La chair transpercée, découpée, consommée.
C’est de ce sujet viscéral que je veux te parler aujourd’hui, je t’en traumavertis donc : ça va saigner. Si tu n’aimes pas les scènes de torture, si l’étal d’un boucher te retourne l’estomac… ne poursuis pas ta lecture.
Torture et boucherie
Toi qui me suis depuis le début, je te vois déjà dire : mais, tu avais fait un mail sur la torture, non ?! Eh bien, oui, tu as raison. Mais j’aborde aujourd’hui le sujet sous un angle différent puisque j’associe torture et boucherie en un seul mail.
D’un point de vue sémantique, les deux sont souvent liés : on parle bien de « boucherie » pour désigner une scène de crime sanguinolente. Et, dans Sublimes, le lien se fait intrinsèque, pour des raisons… anthropophages.
Commençons par le gore
Si, en français, le gore (ou gaure) est à l’origine un trou d’eau, il a emprunté une signification anglaise pour désigner un genre cinématographique et littéraire où l’horreur s’exprime par la prépondérance du sang.

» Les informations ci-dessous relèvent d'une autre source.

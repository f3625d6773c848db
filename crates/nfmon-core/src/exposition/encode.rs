//! Building and encoding metric families for re-export
//!
//! The collectors own their series rather than registering them in a
//! process-wide registry, so families are assembled directly as protobuf
//! values and handed to the text encoder.
//!
//! The text encoder cannot render untyped families, so samples of unknown
//! kind are re-exposed as gauges carrying the upstream value.

use prometheus::proto::{Counter, Gauge, LabelPair, Metric, MetricFamily, MetricType};
use prometheus::{Encoder, TextEncoder};

use super::parser::MetricKind;

/// Content type of the text exposition format
pub const TEXT_CONTENT_TYPE: &str = "text/plain; version=0.0.4; charset=utf-8";

/// Accumulates samples of a single metric family
#[derive(Debug)]
pub struct FamilyBuilder {
    kind: MetricKind,
    family: MetricFamily,
}

impl FamilyBuilder {
    pub fn new(name: &str, help: &str, kind: MetricKind) -> Self {
        let mut family = MetricFamily::default();
        family.set_name(name.to_string());
        family.set_help(help.to_string());
        family.set_field_type(match kind {
            MetricKind::Counter => MetricType::COUNTER,
            MetricKind::Gauge | MetricKind::Unknown => MetricType::GAUGE,
        });

        Self { kind, family }
    }

    pub fn gauge(name: &str, help: &str) -> Self {
        Self::new(name, help, MetricKind::Gauge)
    }

    pub fn counter(name: &str, help: &str) -> Self {
        Self::new(name, help, MetricKind::Counter)
    }

    /// Append one sample with the given labels, in the given order
    pub fn sample<K, V>(&mut self, labels: &[(K, V)], value: f64) -> &mut Self
    where
        K: AsRef<str>,
        V: AsRef<str>,
    {
        let mut metric = Metric::default();
        for (name, val) in labels {
            let mut pair = LabelPair::default();
            pair.set_name(name.as_ref().to_string());
            pair.set_value(val.as_ref().to_string());
            metric.mut_label().push(pair);
        }

        match self.kind {
            MetricKind::Counter => {
                let mut counter = Counter::default();
                counter.set_value(value);
                metric.set_counter(counter);
            }
            MetricKind::Gauge | MetricKind::Unknown => {
                let mut gauge = Gauge::default();
                gauge.set_value(value);
                metric.set_gauge(gauge);
            }
        }

        self.family.mut_metric().push(metric);
        self
    }

    pub fn is_empty(&self) -> bool {
        self.family.get_metric().is_empty()
    }

    /// Finish the family; empty families are dropped since the encoder rejects them
    pub fn build(self) -> Option<MetricFamily> {
        if self.is_empty() {
            None
        } else {
            Some(self.family)
        }
    }
}

/// Encode families in the text exposition format
pub fn encode_text(families: &[MetricFamily]) -> Result<String, prometheus::Error> {
    let encoder = TextEncoder::new();
    let mut buffer = Vec::new();
    encoder.encode(families, &mut buffer)?;

    String::from_utf8(buffer).map_err(|e| prometheus::Error::Msg(e.to_string()))
}
// -*- mode: rust; -*-
//
// This file is part of x25519-core.
// See LICENSE for licensing information.

//! x25519 Diffie-Hellman key exchange
//!
//! This implements x25519 key exchange as specified by Mike Hamburg
//! and Adam Langley in [RFC7748](https://tools.ietf.org/html/rfc7748).

use crate::montgomery::MontgomeryPoint;

/// The bare, byte-oriented x25519 function, exactly as specified in RFC7748.
///
/// Multiplies `peer_point`, read as a little-endian \\(u\\)-coordinate
/// with its top bit ignored, by the clamped `scalar`, and writes the
/// resulting \\(u\\)-coordinate to `shared_secret`.
///
/// This function never fails. In particular it does not reject peer
/// points of small order, for which the output is all zeroes; callers
/// that need to detect this must compare the output themselves.
///
/// # Example
///
/// ```
/// use x25519_core::{x25519, X25519_BASEPOINT_BYTES};
///
/// let alice_secret = [0x77u8; 32];
/// let mut alice_public = [0u8; 32];
/// x25519(&mut alice_public, &alice_secret, &X25519_BASEPOINT_BYTES);
/// assert_ne!(alice_public, [0u8; 32]);
/// ```
pub fn x25519(shared_secret: &mut [u8; 32], scalar: &[u8; 32], peer_point: &[u8; 32]) {
    *shared_secret = MontgomeryPoint(*peer_point)
        .mul_clamped(*scalar)
        .to_bytes();
}

/// The X25519 basepoint, for use with the bare, byte-oriented x25519
/// function.  This is provided for people who cannot use the typed
/// API; the same point is available as
/// [`constants::X25519_BASEPOINT`](crate::constants::X25519_BASEPOINT).
pub const X25519_BASEPOINT_BYTES: [u8; 32] = [
    9, 0, 0, 0, 0, 0, 0, 0, 0, 0, 0, 0, 0, 0, 0, 0, 0, 0, 0, 0, 0, 0, 0, 0, 0, 0, 0, 0, 0, 0, 0, 0,
];
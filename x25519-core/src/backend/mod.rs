// -*- mode: rust; -*-
//
// This file is part of x25519-core.
// See LICENSE for licensing information.

//! **INTERNALS:** Pluggable implementations for different architectures.
//!
//! The backend code is split into two parts: a serial backend,
//! and a vector backend.
//!
//! The [`serial`] backend contains the 32-bit implementation of field
//! arithmetic, together with a [`FieldPair`] that runs two serial field
//! elements side by side.
//!
//! The `vector` backend packs limb \\(i\\) of two field elements into
//! one SSE2 register, so that each instruction of the ladder step
//! advances both rails at once.
//!
//! The Montgomery ladder is written once, generically over
//! [`FieldPair`]. The functions in this module pick the
//! implementation at runtime and hand it to the ladder; the ladder
//! itself never names a backend.

use crate::field::FieldElement;
use crate::montgomery::{self, MontgomeryPoint};

pub(crate) mod serial;

cfg_if::cfg_if! {
    if #[cfg(all(x25519_core_backend = "simd", target_arch = "x86_64"))] {
        pub(crate) mod vector;
    }
}

/// Two field elements carried through the ladder step together.
///
/// Values enter with [`FieldPair::tangle`] and leave with
/// [`FieldPair::untangle`]; everything in between operates on both
/// rails at once.
///
/// # Bounds
///
/// `tangle` accepts any lazily combined element that the serial
/// backend could contract. The untangled output of
/// [`FieldPair::product`], [`FieldPair::square`] and
/// [`FieldPair::scale_by_curve_constants`] may be multiplied by the
/// serial backend directly, or added/subtracted once before tangling
/// again. [`FieldPair::sum`] and [`FieldPair::difference`] must only be
/// applied to freshly tangled values or to the output of a
/// multiplication. Their results carry the `2p` bias of the vector
/// subtraction and must be tangled again, never multiplied serially.
pub(crate) trait FieldPair: Copy {
    /// Pack `(a, b)`.
    fn tangle(a: &FieldElement, b: &FieldElement) -> Self;

    /// Unpack into `(a, b)`.
    fn untangle(&self) -> (FieldElement, FieldElement);

    /// `(a0 + a1, b0 + b1)`
    fn sum(&self, rhs: &Self) -> Self;

    /// `(a0 - a1, b0 - b1)`
    fn difference(&self, rhs: &Self) -> Self;

    /// `(a0 * a1, b0 * b1)`
    fn product(&self, rhs: &Self) -> Self;

    /// `(a^2, b^2)`
    fn square(&self) -> Self;

    /// `(121666 * a, 121665 * b)`
    fn scale_by_curve_constants(&self) -> Self;
}

#[derive(Copy, Clone, Debug, PartialEq, Eq)]
pub(crate) enum BackendKind {
    #[cfg(all(x25519_core_backend = "simd", target_arch = "x86_64"))]
    Sse2,
    Serial,
}

#[inline]
pub(crate) fn get_selected_backend() -> BackendKind {
    #[cfg(all(x25519_core_backend = "simd", target_arch = "x86_64"))]
    {
        cpufeatures::new!(cpuid_sse2, "sse2");
        let token_sse2: cpuid_sse2::InitToken = cpuid_sse2::init();
        if token_sse2.get() {
            return BackendKind::Sse2;
        }
    }

    BackendKind::Serial
}

/// Run the Montgomery ladder over `bits` on the fastest available
/// backend.
pub(crate) fn mul_bits_be<I>(point: &MontgomeryPoint, bits: I) -> MontgomeryPoint
where
    I: Iterator<Item = bool>,
{
    let backend = get_selected_backend();

    #[cfg(feature = "log")]
    log::trace!("x25519-core: Montgomery ladder on {:?} backend", backend);

    match backend {
        #[cfg(all(x25519_core_backend = "simd", target_arch = "x86_64"))]
        BackendKind::Sse2 => {
            montgomery::mul_bits_be_with::<vector::sse2::FieldElement2625x2, I>(point, bits)
        }
        BackendKind::Serial => {
            montgomery::mul_bits_be_with::<serial::SerialFieldPair, I>(point, bits)
        }
    }
}

#[cfg(test)]
mod test {
    use super::*;

    #[test]
    #[cfg(all(x25519_core_backend = "simd", target_arch = "x86_64"))]
    fn sse2_is_selected_on_x86_64() {
        // SSE2 is part of the x86_64 baseline.
        assert_eq!(get_selected_backend(), BackendKind::Sse2);
    }

    #[test]
    #[cfg(not(all(x25519_core_backend = "simd", target_arch = "x86_64")))]
    fn serial_is_selected_without_simd() {
        assert_eq!(get_selected_backend(), BackendKind::Serial);
    }
}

Le terme anglais, lui, décrit à l’origine une saleté, de la boue, des matières fécales. Ce sens, désormais désuet, a été remplacé par une signification plus sanguinolente : le gore, c’est le sang, en particulier celui d’une blessure, épaissi par le contact avec l’air. Par métonymie, il s’applique aussi au meurtre, au carnage et à la violence.
Quelle boucherie !
Au cours de mon écriture, et dans certains passages plus pointus, j’ai dû me renseigner sur le vocabulaire de la boucherie. J’ai utilisé le champ lexical boucher dans des scènes concernant la cuisine et les carcasses… mais je l’ai aussi étendu à des scènes d’action ou de torture, où la métaphore me permet de rendre les descriptions d’autant plus insoutenables.
Parmi les mots que j’ai découverts et qui m’ont marquée, en voici deux.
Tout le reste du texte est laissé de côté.